The Greenpeace ship. Solo, is on a mission to check radiation levels off the coast of Novaya Zemlya, a Russian nuclear testing site that is considered to be the world's largest nuclear dump at sea.
"The Solo has been told to keep out of coastal waters, but we will continue the expedition", Eleanor O'Hanlon, Greenpeace's Moscow representative said Sunday. "We are not seeking confrontation, but we must challenge them".
After making radio contact with Solo on Sunday afternoon, O'Hanlon said the coast-guard ship, Ural-062 was trailing behind the Solo at a distance of 2 miles.
Earlier Sunday she said three flares were fired at the Solo as she attempted to cross the Kara Straits and the captain, Albert Kuiken refused to alter the ship's course. Kuiken said he was not breaking any laws, since his ship was sailing in international waters and therefore had the right of free passage.
O'Hanlon said that the group had applied for permission from the Russian authorities for the trip in waters closed to foreigners, but failed to get any response.
The ship is carrying an international crew of 34 and plans to monitor radiation in a place where it is widely believed that Soviet authorities disposed of 15 nuclear reactors from 12 submarines and three icebreakers between 1964 and 1982. In total 17, 000 containers of nuclear waste have also been dumped.

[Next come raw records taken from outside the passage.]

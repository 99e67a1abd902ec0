use embedded_hal_async::delay::DelayNs;
use embedded_hal_async::i2c::{I2c, SevenBitAddress};

use crate::{As7341, Error, Reg};

/// Latch time the device needs after a state-changing write (ms).
pub(crate) const SETTLE_MS: u32 = 20;

impl<I, E, D> As7341<I, D>
where
  I: I2c<SevenBitAddress, Error = E>,
  D: DelayNs,
{
  pub(crate) async fn settle(&mut self) {
    self.delay.delay_ms(SETTLE_MS).await;
  }

  // Typed helpers
  pub(crate) async fn read<T: From<u8>>(&mut self, reg: Reg) -> Result<T, Error<E>> {
    Ok(T::from(self.read_u8(reg).await?))
  }

  pub(crate) async fn read_u8(&mut self, reg: Reg) -> Result<u8, Error<E>> {
    let mut buf = [0u8; 1];
    self.read_bytes(reg, &mut buf).await?;
    Ok(buf[0])
  }

  pub(crate) async fn read_u16(&mut self, reg: Reg) -> Result<u16, Error<E>> {
    let mut buf = [0u8; 2];
    self.read_bytes(reg, &mut buf).await?;
    Ok(u16::from_le_bytes(buf))
  }

  pub(crate) async fn read_bytes(&mut self, reg: Reg, buf: &mut [u8]) -> Result<(), Error<E>> {
    let addr = [u8::from(reg)];
    self.i2c.write_read(self.address, &addr, buf).await.map_err(Error::I2c)
  }

  /// Write one byte and wait for the device to latch it.
  pub(crate) async fn write_u8(&mut self, reg: Reg, value: u8) -> Result<(), Error<E>> {
    self.write_raw(reg.into(), value).await?;
    self.settle().await;
    Ok(())
  }

  /// Write a little-endian word to `reg` and `reg + 1` in one transaction.
  pub(crate) async fn write_u16(&mut self, reg: Reg, value: u16) -> Result<(), Error<E>> {
    let [lo, hi] = value.to_le_bytes();
    let buf = [reg.into(), lo, hi];
    self.i2c.write(self.address, &buf).await.map_err(Error::I2c)?;
    self.settle().await;
    Ok(())
  }

  /// Single `[offset, value]` write without settling, for RAM-like windows.
  pub(crate) async fn write_raw(&mut self, offset: u8, value: u8) -> Result<(), Error<E>> {
    self.i2c.write(self.address, &[offset, value]).await.map_err(Error::I2c)
  }

  /// Read `reg`, let `f` change the decoded value, then write it back.
  pub(crate) async fn modify<T, F>(&mut self, reg: Reg, f: F) -> Result<T, Error<E>>
  where
    T: From<u8> + Into<u8> + Copy,
    F: FnOnce(&mut T),
  {
    let mut value: T = self.read(reg).await?;
    f(&mut value);
    self.write_u8(reg, value.into()).await?;
    Ok(value)
  }
}
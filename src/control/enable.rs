use bitfield_struct::bitfield;
use embedded_hal_async::delay::DelayNs;
use embedded_hal_async::i2c::{I2c, SevenBitAddress};

use crate::{As7341, Error, Reg};

/// ENABLE (0x80). Power, spectral measurement, SMUX and flicker detection all
/// share this byte, so every change is a read-modify-write.
#[bitfield(u8)]
#[derive(PartialEq, Eq)]
pub(crate) struct Enable {
  /// Power on.
  pub(crate) pon: bool,
  /// Spectral measurement enable.
  pub(crate) sp_en: bool,
  __: bool,
  /// Wait time between measurements.
  pub(crate) wen: bool,
  /// Starts the SMUX command written to CFG6; self-clears when done.
  pub(crate) smuxen: bool,
  ___: bool,
  /// Flicker detection enable.
  pub(crate) fden: bool,
  ____: bool,
}

impl<I, E, D> As7341<I, D>
where
  I: I2c<SevenBitAddress, Error = E>,
  D: DelayNs,
{
  /// Switch the oscillator and internal supply on or off (PON).
  pub async fn set_power(&mut self, on: bool) -> Result<(), Error<E>> {
    self.modify_enable(|x| x.set_pon(on)).await
  }

  /// Start or stop spectral measurements (SP_EN).
  pub async fn set_spectral_measurement(&mut self, on: bool) -> Result<(), Error<E>> {
    self.modify_enable(|x| x.set_sp_en(on)).await
  }

  /// Set or clear SMUXEN, which executes the command selected in CFG6.
  pub async fn set_smux(&mut self, on: bool) -> Result<(), Error<E>> {
    self.modify_enable(|x| x.set_smuxen(on)).await
  }

  /// Start or stop flicker detection (FDEN).
  pub async fn set_flicker_detection(&mut self, on: bool) -> Result<(), Error<E>> {
    self.modify_enable(|x| x.set_fden(on)).await
  }

  /// Clear every ENABLE bit at once, leaving the device powered down.
  pub async fn disable_all(&mut self) -> Result<(), Error<E>> {
    let enable = Enable::new();
    self.write_u8(Reg::Enable, enable.into_bits()).await?;
    self.state.sync_enable(enable);
    Ok(())
  }

  async fn modify_enable<F: FnOnce(&mut Enable)>(&mut self, f: F) -> Result<(), Error<E>> {
    let enable = self.modify(Reg::Enable, f).await?;
    self.state.sync_enable(enable);
    Ok(())
  }
}

#[cfg(test)]
mod tests {
  extern crate std;

  use std::vec;

  use super::Enable;
  use crate::testing::*;

  #[test]
  fn enable_bits_match_register_layout() {
    let enable = Enable::new().with_pon(true).with_sp_en(true).with_smuxen(true).with_fden(true);
    assert_eq!(enable.into_bits(), 0b0101_0011);
    assert!(Enable::from_bits(0b0000_1000).wen());
  }

  #[tokio::test]
  async fn spectral_toggle_preserves_other_bits() {
    let mut expectations = vec![];
    expectations.extend(modify(0x80, 0b0101_1001, 0b0101_1011));
    expectations.extend(modify(0x80, 0b0101_1011, 0b0101_1001));
    let mut sensor = sensor(&expectations);

    sensor.set_spectral_measurement(true).await.unwrap();
    assert!(sensor.state().spectral_enabled);
    sensor.set_spectral_measurement(false).await.unwrap();
    assert!(!sensor.state().spectral_enabled);
    assert!(sensor.state().smux_enabled);
    assert!(sensor.state().flicker_detection);

    let delay = finish(sensor);
    assert_eq!(delay.waits.len(), 2);
  }

  #[tokio::test]
  async fn each_setter_touches_only_its_bit() {
    let mut expectations = vec![];
    expectations.extend(modify(0x80, 0xFF, 0xFE));
    expectations.extend(modify(0x80, 0x00, 0x10));
    expectations.extend(modify(0x80, 0x00, 0x40));
    expectations.extend(modify(0x80, 0xFF, 0xBF));
    let mut sensor = sensor(&expectations);

    sensor.set_power(false).await.unwrap();
    sensor.set_smux(true).await.unwrap();
    sensor.set_flicker_detection(true).await.unwrap();
    sensor.set_flicker_detection(false).await.unwrap();
    finish(sensor);
  }

  #[tokio::test]
  async fn disable_all_is_a_blind_write() {
    let expectations = [write(0x80, 0x00)];
    let mut sensor = sensor(&expectations);

    sensor.disable_all().await.unwrap();
    assert!(!sensor.state().power_on);
    finish(sensor);
  }
}
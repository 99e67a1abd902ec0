//! Minimal acquisition example.
#![allow(unused)]
use embedded_hal_async::{
  delay::DelayNs,
  i2c::{I2c, SevenBitAddress},
};
use as7341::{As7341, Channel, ChannelGroup, Config, Gain, ReadyPolling};

#[allow(dead_code)]
async fn main_async<I2C, D, E>(i2c: I2C, delay: D) -> Result<(), as7341::Error<E>>
where
  I2C: I2c<SevenBitAddress, Error = E>,
  D: DelayNs,
{
  let mut dev = As7341::new(i2c, delay, None);
  if !dev.initialize().await? {
    return Ok(());
  }

  dev.configure(&Config::default().with_atime(29).with_astep(599).with_gain(Gain::X64)).await?;
  dev.set_ready_polling(ReadyPolling::new(10, 50));

  let sample = dev.read_sample().await?;
  let _filters = sample.group(ChannelGroup::Low);
  let _violet = sample.channel(Channel::Violet);
  let _stale = sample.is_stale();
  let _nir = dev.channel_by_name("nir")?;
  Ok(())
}

fn main() {}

The radioactive waste is said to have released 1 billion curies, the measurement unit of radioactivity. By contrast, the worst nuclear accident in history at Chemobyl in 1986 released 40 to 86 million curies.
Although Russian officials contend that tests show no waste has been discharged since 1986, the environmental group wants to conduct its own studies. Greenpeace fears that radioactivity might leak at a later date and contaminate large areas of the Arctic, including rich fishing grounds.
On board, Greenpeace campaigner John Sprange called Novaya Zemlya, a "dead legacy of the nuclear age".
"Some 132 nuclear tests and 15 dumped nuclear reactors there are protected by military secrecy", he said. "The Cold War is now over and the world needs to know the environmental consequences of the nuclear age".
O'Hanlon supported his statement, saying that the environment is so urgent an issue that secrecy is not justifiable in any way.
She added that the ship would remain in the Kara Sea until Thursday and continue to the Port of Arkhangelsk, ending the three-week trip in Amsterdam.